B cell genotype determines the fine specificity of autoantibody in lpr mice.

Anti-Sm Abs are specific markers of human systemic lupus erythematosus (SLE) and of murine models of this disease. In humans, anti-Sm Abs are mostly IgG1, and in MRL/lpr mice, IgG2a; both are T-dependent isotypes. Other lpr strains, such as B6/lpr, do not produce anti-Sm Ab spontaneously. The present study was aimed at identifying the cellular expression of background genes responsible for generation of the anti-Sm Ab response in MRL/lpr mice.
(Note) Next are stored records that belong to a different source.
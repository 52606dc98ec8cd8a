use ratatui::{
    buffer::Buffer,
    layout::{Alignment, Constraint, Direction, Layout, Rect},
    style::{Color, Modifier, Style},
    text::{Line, Span},
    widgets::{Paragraph, Widget, Wrap},
};
use unicode_width::UnicodeWidthStr;

use crate::app::{card_key, App};
use crate::clock::Clock;
use crate::engine::{Feedback, Game, MemoryBoard, Phase};
use crate::host::{HostView, Notice};
use crate::scoring::MAX_STARS;
use crate::session::SessionResult;
use crate::store::PersistenceService;
use crate::variant::{Family, GameVariant};

const HORIZONTAL_MARGIN: u16 = 5;
const VERTICAL_MARGIN: u16 = 2;
const CARDS_PER_ROW: usize = 4;

impl<S: PersistenceService, C: Clock> Widget for &App<S, C> {
    fn render(self, area: Rect, buf: &mut Buffer) {
        let chunks = Layout::default()
            .direction(Direction::Vertical)
            .horizontal_margin(HORIZONTAL_MARGIN)
            .vertical_margin(VERTICAL_MARGIN)
            .constraints([
                Constraint::Length(2),
                Constraint::Min(1),
                Constraint::Length(1),
                Constraint::Length(1),
            ])
            .split(area);

        let ctx = self.host.context();
        let header = Paragraph::new(Line::from(vec![
            Span::styled(ctx.variant.title(), bold()),
            Span::styled(format!("   {}", ctx.patient_display_name), dim()),
        ]))
        .alignment(Alignment::Center);
        header.render(chunks[0], buf);

        let legend = match self.host.view() {
            HostView::Idle => {
                render_idle(ctx.variant, chunks[1], buf);
                "(enter) start / (esc)ape"
            }
            HostView::Playing => {
                if let Some(game) = self.host.game() {
                    render_game(game, self.host.clock().now(), chunks[1], buf);
                    legend_for(game.variant().family())
                } else {
                    ""
                }
            }
            HostView::Summary(result) => {
                render_summary(result, self.host.notices(), chunks[1], buf);
                "(r) play again / (esc)ape"
            }
        };

        if let Some(status) = &self.status {
            Paragraph::new(Span::styled(status.as_str(), Style::default().fg(Color::Red)))
                .alignment(Alignment::Center)
                .render(chunks[2], buf);
        }

        Paragraph::new(Span::styled(
            legend,
            Style::default().add_modifier(Modifier::ITALIC),
        ))
        .render(chunks[3], buf);
    }
}

fn bold() -> Style {
    Style::default().add_modifier(Modifier::BOLD)
}

fn dim() -> Style {
    bold().add_modifier(Modifier::DIM)
}

fn legend_for(family: Family) -> &'static str {
    match family {
        Family::Choice => "(1-9) answer / (esc) back",
        Family::Matching => "(a-z) flip a card / (esc) back",
        Family::SelfPaced => "(space) done / (esc) back",
        Family::Recording => "(space) start or stop recording / (esc) back",
    }
}

fn instruction(variant: GameVariant) -> &'static str {
    match variant {
        GameVariant::WordRecognition => "Which word goes with the picture?",
        GameVariant::Discrimination => "Listen, then pick the word you heard.",
        GameVariant::FlashReading => "Read the word, then find it.",
        GameVariant::SyllableCount => "How many syllables?",
        GameVariant::MemoryMatch => "Match each word with its picture.",
        GameVariant::Mimicry => "Say it just like this.",
        GameVariant::ArticulationStory => "Read the page out loud.",
        GameVariant::TongueTwister => "Say it three times fast!",
        GameVariant::Narration => "Tell a story about this.",
        GameVariant::PronounQuiz | GameVariant::FirstSound => "",
    }
}

fn render_idle(variant: GameVariant, area: Rect, buf: &mut Buffer) {
    Paragraph::new(vec![
        Line::from(Span::styled(variant.title(), bold().fg(Color::Yellow))),
        Line::default(),
        Line::from(Span::styled("Press enter when you are ready", dim())),
    ])
    .alignment(Alignment::Center)
    .wrap(Wrap { trim: true })
    .render(centered(area, 3), buf);
}

fn render_game(game: &dyn Game, now: std::time::Duration, area: Rect, buf: &mut Buffer) {
    let state = game.state();
    let mut lines = vec![
        Line::from(Span::styled(
            format!(
                "{} / {}",
                (state.items_completed + 1).min(state.items_total),
                state.items_total
            ),
            dim(),
        )),
        Line::default(),
    ];

    if let Some(board) = game.board() {
        lines.extend(board_lines(board));
    } else if let Some(round) = game.current_round() {
        let text = instruction(game.variant());
        if !text.is_empty() {
            lines.push(Line::from(Span::styled(text, dim())));
        }
        if let Some(asset) = &round.asset {
            lines.push(Line::from(Span::raw(asset.clone())));
        }
        if let Some(prompt) = &round.prompt {
            lines.push(Line::from(Span::styled(prompt.clone(), bold())));
        }
        if game.phase() == Phase::Presenting {
            lines.push(Line::default());
            lines.push(Line::from(Span::styled(
                round.target.clone(),
                bold().fg(Color::Cyan),
            )));
        }
        if game.phase() != Phase::Presenting && !round.choices.is_empty() {
            lines.push(Line::default());
            let choices = round
                .choices
                .iter()
                .enumerate()
                .map(|(i, c)| Span::styled(format!("({}) {}   ", i + 1, c), bold()))
                .collect::<Vec<_>>();
            lines.push(Line::from(choices));
        }
        if let Some(secs) = game.recorded_secs(now) {
            lines.push(Line::default());
            lines.push(Line::from(Span::styled(
                format!("recorded {secs}s"),
                Style::default().fg(Color::Magenta),
            )));
        }
    }

    if let Some(feedback) = game.feedback() {
        lines.push(Line::default());
        lines.push(feedback_line(feedback));
    }

    let height = lines.len() as u16;
    Paragraph::new(lines)
        .alignment(Alignment::Center)
        .wrap(Wrap { trim: true })
        .render(centered(area, height), buf);
}

fn feedback_line(feedback: &Feedback) -> Line<'static> {
    match feedback {
        Feedback::Correct => Line::from(Span::styled("Great job!", bold().fg(Color::Green))),
        Feedback::Incorrect { expected } => Line::from(Span::styled(
            format!("Nice try! It was {expected}"),
            bold().fg(Color::Red),
        )),
        Feedback::Done => Line::from(Span::styled("Well done!", bold().fg(Color::Green))),
        Feedback::Mismatch => Line::from(Span::styled("Not a match", bold().fg(Color::Yellow))),
    }
}

/// Face-down cards show their key; every cell is padded to the widest label.
fn board_lines(board: &MemoryBoard) -> Vec<Line<'static>> {
    let cell = board
        .cards()
        .iter()
        .map(|c| c.label.width())
        .max()
        .unwrap_or(1)
        .max(3);

    board
        .cards()
        .chunks(CARDS_PER_ROW)
        .enumerate()
        .map(|(row, cards)| {
            let spans = cards
                .iter()
                .enumerate()
                .map(|(col, card)| {
                    let idx = row * CARDS_PER_ROW + col;
                    let (text, style) = if board.is_matched(idx) {
                        (card.label.clone(), Style::default().fg(Color::Green))
                    } else if board.is_face_up(idx) {
                        (card.label.clone(), bold().fg(Color::Cyan))
                    } else {
                        (format!("[{}]", card_key(idx)), dim())
                    };
                    let pad = cell.saturating_sub(text.width());
                    Span::styled(format!(" {text}{} ", " ".repeat(pad)), style)
                })
                .collect::<Vec<_>>();
            Line::from(spans)
        })
        .collect()
}

fn stars(earned: u8) -> String {
    let earned = earned.min(MAX_STARS) as usize;
    format!(
        "{}{}",
        "★".repeat(earned),
        "☆".repeat(MAX_STARS as usize - earned)
    )
}

fn render_summary(result: &SessionResult, notices: &[Notice], area: Rect, buf: &mut Buffer) {
    let mut lines = vec![
        Line::from(Span::styled(
            stars(result.stars_earned),
            bold().fg(Color::Yellow),
        )),
        Line::default(),
        Line::from(Span::styled(
            format!(
                "score {}   {}% acc   {}/{} done   {}s",
                result.score,
                result.accuracy,
                result.items_completed,
                result.items_total,
                result.duration_seconds
            ),
            bold(),
        )),
    ];

    if !result.mistakes.is_empty() {
        lines.push(Line::default());
        lines.extend(result.mistakes.iter().map(|m| {
            Line::from(Span::styled(
                format!("{}: said {}, wanted {}", m.item, m.got, m.expected),
                dim(),
            ))
        }));
    }

    for notice in notices {
        let Notice::SaveFailed(reason) = notice;
        lines.push(Line::from(Span::styled(
            format!("progress not saved: {reason}"),
            Style::default().fg(Color::Red),
        )));
    }

    let height = lines.len() as u16;
    Paragraph::new(lines)
        .alignment(Alignment::Center)
        .wrap(Wrap { trim: true })
        .render(centered(area, height), buf);
}

fn centered(area: Rect, height: u16) -> Rect {
    let height = height.min(area.height);
    Rect {
        y: area.y + (area.height - height) / 2,
        height,
        ..area
    }
}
We used double chimeric mice made by transferring MRL/lpr and B6/lpr bone marrows into irradiated allotype heterozygous F1 mice. Five mo after reconstitution, FACS analysis of lymph node (LN) and spleen cells revealed that both MRL/lpr and B6/lpr cells coexisted in roughly equal numbers. Ab produced by each donor could be distinguished by allotype-specific assays. IgG2a anti-Sm was made only by MRL-derived B cells despite the presence of T cells that might potentially provide help to the B6/lpr B cells. The frequency of anti-Sm Ab-producing individuals was similar to that of unmanipulated MRL/lpr mice (about 25%). IgG2a anti-chromatin and total IgG2a was mostly dominated by the MRL-derived B cells. B6-derived B cells produced more rheumatoid factor (RF) against their own IgG2b(b), while RF against IgG2a was dominated by MRL-derived B cells. This suggests that the control of the production of particular autoantibody specificities, such as anti-Sm, is determined by the expression of MRL or B6 background genes in B cells.